Trainable OCR has a Winner

Contents

Introduction

The TrainableOCR problem allows OCR algorithm developers to test their algorithms on all the datasets provided with a minimum of effort.   Alternatively, an algorithm customer with a particular problem may submit a dataset of that captures the specific features of their intended application and subsequently view a league table of which algorithms performed best on their data.   See the example log file for an illustration of how the performance is reported at present.  There are plans to give greater feedback to developers by showing the images that each algorithm misclassified.

Interface

OCR Algorithm developers must provide code that conforms to the simple interface called algoval.ocr.TrainableOCRInterface.

This is a simple interface that refers to just one other interface: algoval.image.dataset.ImageDataset.   IMPORTANT: for a compromise between efficiency and convenience, images are represented as 2d arrays of bytes (byte[][]).  Unless otherwise stated for a particular for a particular dataset a black pixel is represented by '0' and a white pixel by '-1' - which is two's complement for 255.  In retrospect it may have been better to define an image as a 2d array of double or float, with black as 0.0 and white as 1.0; we chose the more efficient but also more awkward option of the 2d array of byte.

Note that the ImageDataset is a minimal interface for a dataset of this nature.  It does not embody any concept of distinct training and test sets.   This is seen as the job of a higher-level system.  Implementors need not be concerned with details of this, but for interest, details of how the evaluation works are described here.

A minimal legal algorithm

As a starting point for your own submission, take a look at algoval.ocr.eval.SillyOcr.  This is 'silly' in the sense that it always returns the same answer.

A simple working algorithm

The source code for a simple working implementation of a Naive Bayes classifier can be found here.

Submitting an Algorithm

Before you get started, you may want to download the developers pack for this problem.  This includes some sample classes to help get you started.  These will allow you to compile and run evaluation tests locally on your own machine.  Then, to make a submission, follow these steps:

  1. Ensure that you have properly implemented the algoval.ocr.TrainableOCRInterface.
  2. Create an archive (zip) file with all your java class files in.   You should include all the class files that you wrote as part of your submission, but not any of the algoval files.  NOTE: it is vital that your zip file preserves the package structure of your class files in the file paths for each class file. 
  3. Go to the Algorithm Upload page.  Fill out the form there, and click to submit when you're ready.  Two alternatives at present:
  4. When the job has been run you can view the results.  An example log file of the type that gets generated for TrainableOCR can be found here.  Note that the log file does not contain references to the actual algorithm and dataset under test

Performance Criteria

  • Code size:  The total number of bytes in all the class files used to implement the algorithm.  This does not include any classes in the algoval package.
  • Trained size: The total number of bytes used to store the trained state of the classifier.
  • Train time: The training time in milliseconds per pattern in the training set.  The time is quoted per pattern to allow meaningful comparisons between datasets of different sizes.
  • Rec time: The recognition time in milliseconds per pattern in the test set.
  • Save time: The time in milliseconds to save the state of a trained classifier.
  • Load time  The time in milliseconds to load a previously trained classifier state.
  • Train Accuracy: The percentage of times the classifier gave the actual pattern class the highest output on the training set.
  • Test Accuracy:   Same as above except for test set.
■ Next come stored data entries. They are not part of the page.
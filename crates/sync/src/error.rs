//! Job-level error type.

use thiserror::Error;

use crate::config::ConfigError;
use crate::shopify::ShopifyError;
use crate::workbook::SheetError;

/// Errors that abort a sync job.
#[derive(Debug, Error)]
pub enum SyncError {
    #[error(transparent)]
    Config(#[from] ConfigError),

    #[error(transparent)]
    Shopify(#[from] ShopifyError),

    #[error(transparent)]
    Sheet(#[from] SheetError),

    #[error("Location '{name}' not found. Available: {}", .available.join(", "))]
    LocationNotFound { name: String, available: Vec<String> },

    #[error("Missing sheet: {0}")]
    MissingSheet(String),
}
//! Named sheets of string cells: the operator-facing tabular store.
//!
//! Sheets are read and written whole. Rows may have different lengths.

mod csv;
mod memory;

pub use self::csv::CsvWorkbook;
pub use self::memory::MemoryWorkbook;

use thiserror::Error;

/// One sheet row; missing trailing cells are simply absent.
pub type Row = Vec<String>;

/// Errors raised by a workbook backend.
#[derive(Debug, Error)]
pub enum SheetError {
    #[error("Sheet I/O error: {0}")]
    Io(#[from] std::io::Error),

    #[error("Sheet CSV error: {0}")]
    Csv(#[from] ::csv::Error),

    #[error("Invalid sheet name: {0:?}")]
    InvalidName(String),
}

/// A collection of named sheets.
pub trait Workbook {
    /// All rows of a sheet, or `None` when the sheet does not exist.
    ///
    /// # Errors
    ///
    /// Returns an error if the backend cannot be read.
    fn sheet(&self, name: &str) -> Result<Option<Vec<Row>>, SheetError>;

    /// Replace a sheet's contents, creating the sheet if needed.
    ///
    /// # Errors
    ///
    /// Returns an error if the backend cannot be written.
    fn write_sheet(&mut self, name: &str, rows: &[Row]) -> Result<(), SheetError>;

    /// Remove a sheet. Removing a missing sheet is not an error.
    ///
    /// # Errors
    ///
    /// Returns an error if the backend cannot be written.
    fn delete_sheet(&mut self, name: &str) -> Result<(), SheetError>;
}

/// Cell `index` of `row`, or the empty string past its end.
#[must_use]
pub fn cell(row: &[String], index: usize) -> &str {
    row.get(index).map_or("", String::as_str)
}
//! Stock-keeping unit identifiers.
//!
//! SKUs arrive as free text typed or pasted into a spreadsheet, so they are
//! canonicalized with [`normalize_sku`] before being compared with anything
//! the Admin API returns.

use core::fmt;
use std::collections::HashSet;

use serde::{Deserialize, Serialize};

/// Zero-width space, non-joiner, joiner and the byte-order mark.
const INVISIBLE_CHARS: [char; 4] = ['\u{200B}', '\u{200C}', '\u{200D}', '\u{FEFF}'];

/// Canonicalize raw SKU text into a comparable key.
///
/// - Unicode dashes (U+2010..=U+2015) and the minus sign (U+2212) become `-`
/// - zero-width characters and byte-order marks are removed
/// - surrounding whitespace is trimmed and internal runs collapse to one space
///
/// Never fails; the result may be empty. Applying it twice yields the same
/// string as applying it once.
///
/// ```
/// use replenish_core::normalize_sku;
///
/// assert_eq!(normalize_sku("  A\u{2014}B "), "A-B");
/// assert_eq!(normalize_sku("AS \u{200B} 100"), "AS 100");
/// assert_eq!(normalize_sku(""), "");
/// ```
#[must_use]
pub fn normalize_sku(raw: &str) -> String {
    if raw.is_empty() {
        return String::new();
    }

    let cleaned: String = raw
        .chars()
        .filter(|c| !INVISIBLE_CHARS.contains(c))
        .map(|c| if is_dash(c) { '-' } else { c })
        .collect();

    cleaned.split_whitespace().collect::<Vec<_>>().join(" ")
}

const fn is_dash(c: char) -> bool {
    matches!(c, '\u{2010}'..='\u{2015}' | '\u{2212}')
}

/// A normalized, non-empty SKU.
///
/// Construct with [`Sku::parse`], which applies [`normalize_sku`] and rejects
/// input that is empty afterwards.
#[derive(Debug, Clone, PartialEq, Eq, Hash, PartialOrd, Ord, Serialize, Deserialize)]
#[serde(transparent)]
pub struct Sku(String);

impl Sku {
    /// Normalize raw text into a SKU. Returns `None` when nothing remains.
    #[must_use]
    pub fn parse(raw: &str) -> Option<Self> {
        let normalized = normalize_sku(raw);
        (!normalized.is_empty()).then_some(Self(normalized))
    }

    /// Get the SKU as a string slice.
    #[must_use]
    pub fn as_str(&self) -> &str {
        &self.0
    }
}

impl fmt::Display for Sku {
    fn fmt(&self, f: &mut fmt::Formatter<'_>) -> fmt::Result {
        f.write_str(&self.0)
    }
}

impl AsRef<str> for Sku {
    fn as_ref(&self) -> &str {
        &self.0
    }
}

impl core::borrow::Borrow<str> for Sku {
    fn borrow(&self) -> &str {
        &self.0
    }
}

/// Normalize a column of raw values into unique SKUs, keeping first-seen order.
///
/// Values that normalize to the empty string are dropped.
pub fn unique_skus<I, S>(values: I) -> Vec<Sku>
where
    I: IntoIterator<Item = S>,
    S: AsRef<str>,
{
    let mut seen = HashSet::new();
    values
        .into_iter()
        .filter_map(|v| Sku::parse(v.as_ref()))
        .filter(|sku| seen.insert(sku.clone()))
        .collect()
}
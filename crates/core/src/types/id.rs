//! Newtype IDs for Shopify global identifiers.
//!
//! Shopify addresses every object with an opaque global ID such as
//! `gid://shopify/Location/123`. Use the `define_gid!` macro to create
//! type-safe wrappers that prevent accidentally mixing IDs from different
//! entity types.

/// Macro to define a type-safe Shopify global ID wrapper.
///
/// Creates a newtype wrapper around `String` with:
/// - `Serialize`/`Deserialize` with `#[serde(transparent)]`
/// - `Debug`, `Clone`, `PartialEq`, `Eq`, `Hash`
/// - Conversion methods: `new()`, `as_str()`
/// - `From<String>`, `From<&str>` and `Display` implementations
///
/// # Example
///
/// ```rust
/// # use replenish_core::define_gid;
/// define_gid!(LocationId);
/// define_gid!(ProductId);
///
/// let location = LocationId::new("gid://shopify/Location/1");
/// let product = ProductId::new("gid://shopify/Product/1");
///
/// // These are different types, so this won't compile:
/// // let _: LocationId = product;
/// # let _ = (location, product);
/// ```
#[macro_export]
macro_rules! define_gid {
    ($name:ident) => {
        #[derive(
            Debug,
            Clone,
            PartialEq,
            Eq,
            Hash,
            ::serde::Serialize,
            ::serde::Deserialize
        )]
        #[serde(transparent)]
        pub struct $name(String);

        impl $name {
            /// Create a new ID from a global ID string.
            #[must_use]
            pub fn new(id: impl Into<String>) -> Self {
                Self(id.into())
            }

            /// Get the underlying global ID string.
            #[must_use]
            pub fn as_str(&self) -> &str {
                &self.0
            }
        }

        impl ::core::fmt::Display for $name {
            fn fmt(&self, f: &mut ::core::fmt::Formatter<'_>) -> ::core::fmt::Result {
                f.write_str(&self.0)
            }
        }

        impl From<String> for $name {
            fn from(id: String) -> Self {
                Self(id)
            }
        }

        impl From<&str> for $name {
            fn from(id: &str) -> Self {
                Self(id.to_string())
            }
        }

        impl From<$name> for String {
            fn from(id: $name) -> Self {
                id.0
            }
        }
    };
}

define_gid!(LocationId);
define_gid!(ProductId);
define_gid!(VariantId);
Note that other performance aspects are measured, but are not summarised in the league tables.  These other aspects such as confusion matrices and rank-based accuracy analysis are only available in the log file for each experiment.

The rank-based evaluation table works something like this.  Each element of the classification vector is tagged with the corresponding class id (0 .. (nClasses - 1) ).  The tagged elements are then sorted into order of highest classification output first.  This is termed the rank order, with the highest output having rank=1.   We then increment the count for the rank of the actual class.  A perfect classifier would always have the correct class at rank 1.  The cumulative ranked accuracy gives some idea of how useful the classifier will be in a system that utilities contextual knowledge to correct classifier outputs.

Submitting a Dataset

Please note that dataset submission has not yet been enabled for this problem, though we hope to enable this feature in the near future - we're currently reviewing possible formats for this.

Viewing Results

To view the current results on the problem go to TrainableOCR Results on PO Digits.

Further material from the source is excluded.